ChatGPT’s parasitic machine | InfoWorld


In tech we are all, ultimately, parasites. As Drupal creator Dries Buytaert’s said years ago, we are all more “taker” than “maker.” Buytaert was referring to common practice in open source communities: “Takers don’t contribute back meaningfully to the open source project that they take from,” hurting the projects upon which they depend. Even the most ardent open source contributor takes more than she contributes.

This same parasitic trend has played out for Google, Facebook, and Twitter—each dependent on others’ content—and is arguably much more true of generative AI (GenAI) today. Sourcegraph developer Steve Yegge dramatically declares, “LLMs aren’t just the biggest change since social, mobile, or cloud—they’re the biggest thing since the World Wide Web,” and he’s likely correct. But those large language models (LLMs) are essentially parasitic in nature: They depend on scraping others’ repositories of code (GitHub), technology answers (Stack Overflow), literature, and much more.

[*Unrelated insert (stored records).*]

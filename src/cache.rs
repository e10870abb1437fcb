use fnv::FnvHashMap;
use std::collections::hash_map::Entry;
use std::hash::Hash;

/// The current step, passed down to everything that caches.
#[derive(Clone, Copy, Debug, PartialEq, Eq)]
pub struct StepContext {
    pub tick: u32,
}

impl StepContext {
    pub fn new(tick: u32) -> StepContext {
        StepContext { tick }
    }
}

struct CacheEntry<V> {
    value: V,
    expires_at: u32,
}

/// Memoization keyed by `K` with explicit expiry.
///
/// An entry inserted at tick `t` with a ttl of `n` is served through tick
/// `t + n`; a ttl of 0 keeps it for the inserting step only.
pub struct StepCache<K, V> {
    entries: FnvHashMap<K, CacheEntry<V>>,
}

impl<K, V> Default for StepCache<K, V>
where
    K: Eq + Hash,
{
    fn default() -> Self {
        StepCache {
            entries: FnvHashMap::default(),
        }
    }
}

impl<K, V> StepCache<K, V>
where
    K: Eq + Hash,
{
    pub fn new() -> Self {
        Self::default()
    }

    pub fn get(&self, ctx: &StepContext, key: &K) -> Option<&V> {
        self.entries
            .get(key)
            .filter(|entry| entry.expires_at >= ctx.tick)
            .map(|entry| &entry.value)
    }

    pub fn insert(&mut self, ctx: &StepContext, key: K, ttl: u32, value: V) {
        let expires_at = ctx.tick.saturating_add(ttl);
        self.entries.insert(key, CacheEntry { value, expires_at });
    }

    pub fn get_or_insert_with<F>(&mut self, ctx: &StepContext, key: K, ttl: u32, fill: F) -> &V
    where
        F: FnOnce() -> V,
    {
        let expires_at = ctx.tick.saturating_add(ttl);

        match self.entries.entry(key) {
            Entry::Occupied(mut occupied) => {
                if occupied.get().expires_at < ctx.tick {
                    occupied.insert(CacheEntry { value: fill(), expires_at });
                }
                &occupied.into_mut().value
            }
            Entry::Vacant(vacant) => &vacant.insert(CacheEntry { value: fill(), expires_at }).value,
        }
    }

    pub fn invalidate(&mut self, key: &K) -> Option<V> {
        self.entries.remove(key).map(|entry| entry.value)
    }

    /// Drop every entry that has expired by `ctx`.
    pub fn purge_expired(&mut self, ctx: &StepContext) {
        self.entries.retain(|_, entry| entry.expires_at >= ctx.tick);
    }

    pub fn len(&self) -> usize {
        self.entries.len()
    }

    pub fn is_empty(&self) -> bool {
        self.entries.is_empty()
    }
}
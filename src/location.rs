use crate::constants::*;
use crate::terrain::NEIGHBORS_8;
use serde::*;

#[derive(Copy, Clone, Eq, PartialEq, Hash, Debug, PartialOrd, Ord)]
#[repr(transparent)]
pub struct Location {
    packed: u16,
}

impl Location {
    pub fn from_coords(x: u32, y: u32) -> Self {
        Location {
            packed: ((x << 8) | y) as u16,
        }
    }

    #[inline]
    pub fn from_xy(x: u8, y: u8) -> Self {
        Self::from_coords(x as u32, y as u32)
    }

    /// Build a location from signed coordinates, returning `None` outside the room.
    pub fn checked_new(x: i16, y: i16) -> Option<Self> {
        if (0..ROOM_WIDTH as i16).contains(&x) && (0..ROOM_HEIGHT as i16).contains(&y) {
            Some(Self::from_xy(x as u8, y as u8))
        } else {
            None
        }
    }

    #[inline]
    pub fn x(self) -> u8 {
        ((self.packed >> 8) & 0xFF) as u8
    }

    #[inline]
    pub fn y(self) -> u8 {
        (self.packed & 0xFF) as u8
    }

    #[inline]
    pub fn packed_repr(self) -> u16 {
        self.packed
    }

    #[inline]
    pub fn from_packed(packed: u16) -> Self {
        Location { packed }
    }

    /// Row-major index into a 50x50 room buffer.
    #[inline]
    pub fn index(self) -> usize {
        self.y() as usize * ROOM_WIDTH as usize + self.x() as usize
    }

    pub fn distance_to(self, other: Self) -> u8 {
        let dx = (self.x() as i16) - (other.x() as i16);
        let dy = (self.y() as i16) - (other.y() as i16);

        dx.abs().max(dy.abs()) as u8
    }

    /// The in-room 8-connected neighbours of this tile.
    pub fn neighbors(self) -> impl Iterator<Item = Location> {
        NEIGHBORS_8
            .iter()
            .filter_map(move |&(dx, dy)| Location::checked_new(self.x() as i16 + dx as i16, self.y() as i16 + dy as i16))
    }
}

impl Serialize for Location {
    fn serialize<S>(&self, serializer: S) -> Result<S::Ok, S::Error>
    where
        S: Serializer,
    {
        self.packed_repr().serialize(serializer)
    }
}

impl<'de> Deserialize<'de> for Location {
    fn deserialize<D>(deserializer: D) -> Result<Self, D::Error>
    where
        D: Deserializer<'de>,
    {
        let location = Location::from_packed(u16::deserialize(deserializer)?);

        if location.x() >= ROOM_WIDTH || location.y() >= ROOM_HEIGHT {
            return Err(de::Error::custom(format!(
                "location ({}, {}) is outside the room",
                location.x(),
                location.y()
            )));
        }

        Ok(location)
    }
}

As has happened in open source, content creators and aggregators are starting to wall off LLM access to their content. In light of declining site traffic, for example, Stack Overflow has joined Reddit in demanding LLM creators pay for the right to use their data to train the LLMs, as detailed by Wired. It’s a bold move, reminiscent of the licensing wars that have played out in open source and paywalls imposed by publishers to ward off Google and Facebook. But will it work?

Overgrazing the commons

I’m sure the history of technology parasites predates open source, but that’s when my career started, so I’ll begin there. Since the earliest days of Linux or MySQL, there were companies set up to profit from others’ contributions. Most recently in Linux, for example, Rocky Linux and Alma Linux both promise “bug for bug compatibility” with Red Hat Enterprise Linux (RHEL), while contributing nothing toward Red Hat’s success. Indeed, the natural conclusion of these two RHEL clones’ success would be to eliminate their host, leading to their own demise, which is why one person in the Linux space called them the “dirtbags” of open source.

Perhaps too colorful a phrase, but you see their point. It’s the same criticism once lobbed at AWS (a “strip-mining” criticism that loses relevance by the day) and has motivated a number of closed source licensing permutations, business model contortions, and seemingly endless discussion about open source sustainability.

Open source, of course, has never been stronger. Individual open source projects, however, have varying degrees of health. Some projects (and project maintainers) have figured out how to manage “takers” within their communities; others have not. As a trend, however, open source keeps growing in importance and strength.